Data infographic — Why More Prompting Makes It Worse: four documented mechanisms behind the fix-break-fix loop. Mechanism 1 Context Rot: GPT-4o accuracy drops from 99.3% to 69.7% when context grows to 32K tokens (NoLiMa, arXiv 2502.05167). Mechanism 2 Non-Determinism: 75.76% of coding tasks produce zero identical outputs across 5 repeated runs (Ouyang et al., ACM TOSEM 2024). Mechanism 3 No Blast Radius: 0 of 6 repositories pass validity checks without a dependency graph, 5 of 6 with one (Microsoft Research, CodePlan 2024). Mechanism 4 Shallow Debugging: SWE-Bench resolution rate collapses from 51.7% to 25.9% when tests are strengthened (SWE-Bench+, arXiv 2410.06992). Each mechanism compounds to produce the fix-break-fix loop.

What the loop costs while it's happening

The loop has a price, and the price is metered. Tool pricing across the major platforms has shifted through 2025–26 in ways that make regression cycles disproportionately expensive.
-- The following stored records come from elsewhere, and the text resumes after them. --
use axum::{Extension, Json, extract::State, http::StatusCode, response::IntoResponse};
use serde_json::json;
use tracing::info;

use kindred_engine::EngineError;
use kindred_push::NotificationRequest;
use kindred_types::api::{
    Claims, DispatchRequest, DispatchResponse, NotificationCountResponse,
    RegisterPushTokenRequest, RemovePushTokenRequest, UpdatePreferencesRequest,
};
use kindred_types::models::NotificationPreferences;

use crate::error::ApiError;
use crate::state::AppState;

/// Longest token string accepted from a device.
const MAX_TOKEN_LEN: usize = 512;

fn check_token(token: &str) -> Result<String, ApiError> {
    let token = token.trim();
    if token.is_empty() || token.len() > MAX_TOKEN_LEN {
        return Err(ApiError::BadRequest("invalid push token".into()));
    }
    Ok(token.to_string())
}

// -- Push tokens --

pub async fn register_push_token(
    State(state): State<AppState>,
    Extension(claims): Extension<Claims>,
    Json(req): Json<RegisterPushTokenRequest>,
) -> Result<impl IntoResponse, ApiError> {
    let token = check_token(&req.token)?;
    let user_id = claims.sub;
    let device_type = req.device_type;
    let stored = state
        .db(move |db| db.upsert_push_token(user_id, &token, device_type))
        .await?;
    info!("{} registered a {} push token", user_id, device_type.as_str());
    Ok((StatusCode::CREATED, Json(stored)))
}

/// Logout: the device stops receiving pushes.
pub async fn remove_push_token(
    State(state): State<AppState>,
    Extension(claims): Extension<Claims>,
    Json(req): Json<RemovePushTokenRequest>,
) -> Result<StatusCode, ApiError> {
    let token = check_token(&req.token)?;
    let user_id = claims.sub;
    state
        .db(move |db| db.deactivate_push_tokens(user_id, &[token]))
        .await?;
    Ok(StatusCode::NO_CONTENT)
}

// -- Preferences --

pub async fn get_preferences(
    State(state): State<AppState>,
    Extension(claims): Extension<Claims>,
) -> Result<Json<NotificationPreferences>, ApiError> {
    let user_id = claims.sub;
    Ok(Json(
        state.db(move |db| db.notification_preferences(user_id)).await?,
    ))
}

pub async fn update_preferences(
    State(state): State<AppState>,
    Extension(claims): Extension<Claims>,
    Json(req): Json<UpdatePreferencesRequest>,
) -> Result<Json<NotificationPreferences>, ApiError> {
    let user_id = claims.sub;
    let prefs = state
        .db(move |db| {
            let prefs = req.apply_to(db.notification_preferences(user_id)?);
            db.save_notification_preferences(user_id, &prefs)?;
            Ok(prefs)
        })
        .await?;
    Ok(Json(prefs))
}

// -- Badge --

pub async fn unread_count(
    State(state): State<AppState>,
    Extension(claims): Extension<Claims>,
) -> Result<Json<NotificationCountResponse>, ApiError> {
    let user_id = claims.sub;
    let unread = state
        .db(move |db| db.unread_notification_count(user_id))
        .await?;
    Ok(Json(NotificationCountResponse { unread }))
}

pub async fn mark_all_read(
    State(state): State<AppState>,
    Extension(claims): Extension<Claims>,
) -> Result<impl IntoResponse, ApiError> {
    let user_id = claims.sub;
    let updated = state
        .db(move |db| db.mark_notifications_read(user_id))
        .await?;
    Ok(Json(json!({ "updated": updated })))
}

// -- Internal --

/// Service-to-service dispatch. Push failures are reported as `sent: 0`,
/// never as an error.
pub async fn dispatch(
    State(state): State<AppState>,
    Json(req): Json<DispatchRequest>,
) -> Result<Json<DispatchResponse>, ApiError> {
    if req.title.trim().is_empty() {
        return Err(ApiError::BadRequest("title is required".into()));
    }
    let user_id = req.user_id;
    if state.db(move |db| db.get_user(user_id)).await?.is_none() {
        return Err(EngineError::NotFound("user").into());
    }

    let outcome = state
        .dispatcher
        .dispatch(NotificationRequest {
            user_id: req.user_id,
            kind: req.kind,
            title: req.title,
            body: req.body,
            data: req.data,
        })
        .await?;
    Ok(Json(DispatchResponse { sent: outcome.sent }))
}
Lovable's Pro plan allocates 100 credits on $25 per month. Its "Try to fix" button is officially free, but every Agent-mode prompt that follows is not (Lovable documentation, 2025). One published review logged the exact dynamic: "Lovable attempts a fix, introduces a new bug, attempts to fix that, creates another issue. I watched it burn 12 credits in one loop before I intervened manually. For reference: my Pro plan's 100 monthly credits lasted exactly 14 days at my usage rate" (ohaiknow review, 2026).

Cursor restructured its $20 Pro plan on 16 June 2025, moving from "500 fast responses plus unlimited slower responses" to a $20 API-priced usage budget per month, with overages requiring manual top-ups. The backlash was severe enough that Anysphere CEO Michael Truell issued a public apology on 4 July 2025: "We recognize that we didn't handle this pricing rollout well and we're sorry. Our communication was not clear enough and came as a surprise to many of you" (Truell, Cursor blog, 4 July 2025).

Replit Agent 3, launched 10 September 2025, produced the sharpest spike. Within days, The Register was reporting users going from $100–250 per month to over $1,000 in a single week, quoting one user directly: "editing pre-existing apps seems to cost most overall — I spent $1k this week alone" (The Register, 18 September 2025). Replit's checkpoints bill regardless of outcome, spending caps are not configured by default, and usage-based charges are non-refundable within the 30-day evaluation window (The Register, September 2025).

The pattern across the tools is identical. Regression loops are among the most expensive failure modes because each iteration carries full generation cost and produces a non-deterministic attempt that may require another. The tools that advertise "try to fix — free" tend to move the cost to the next message. The ones that don't just bill you twice.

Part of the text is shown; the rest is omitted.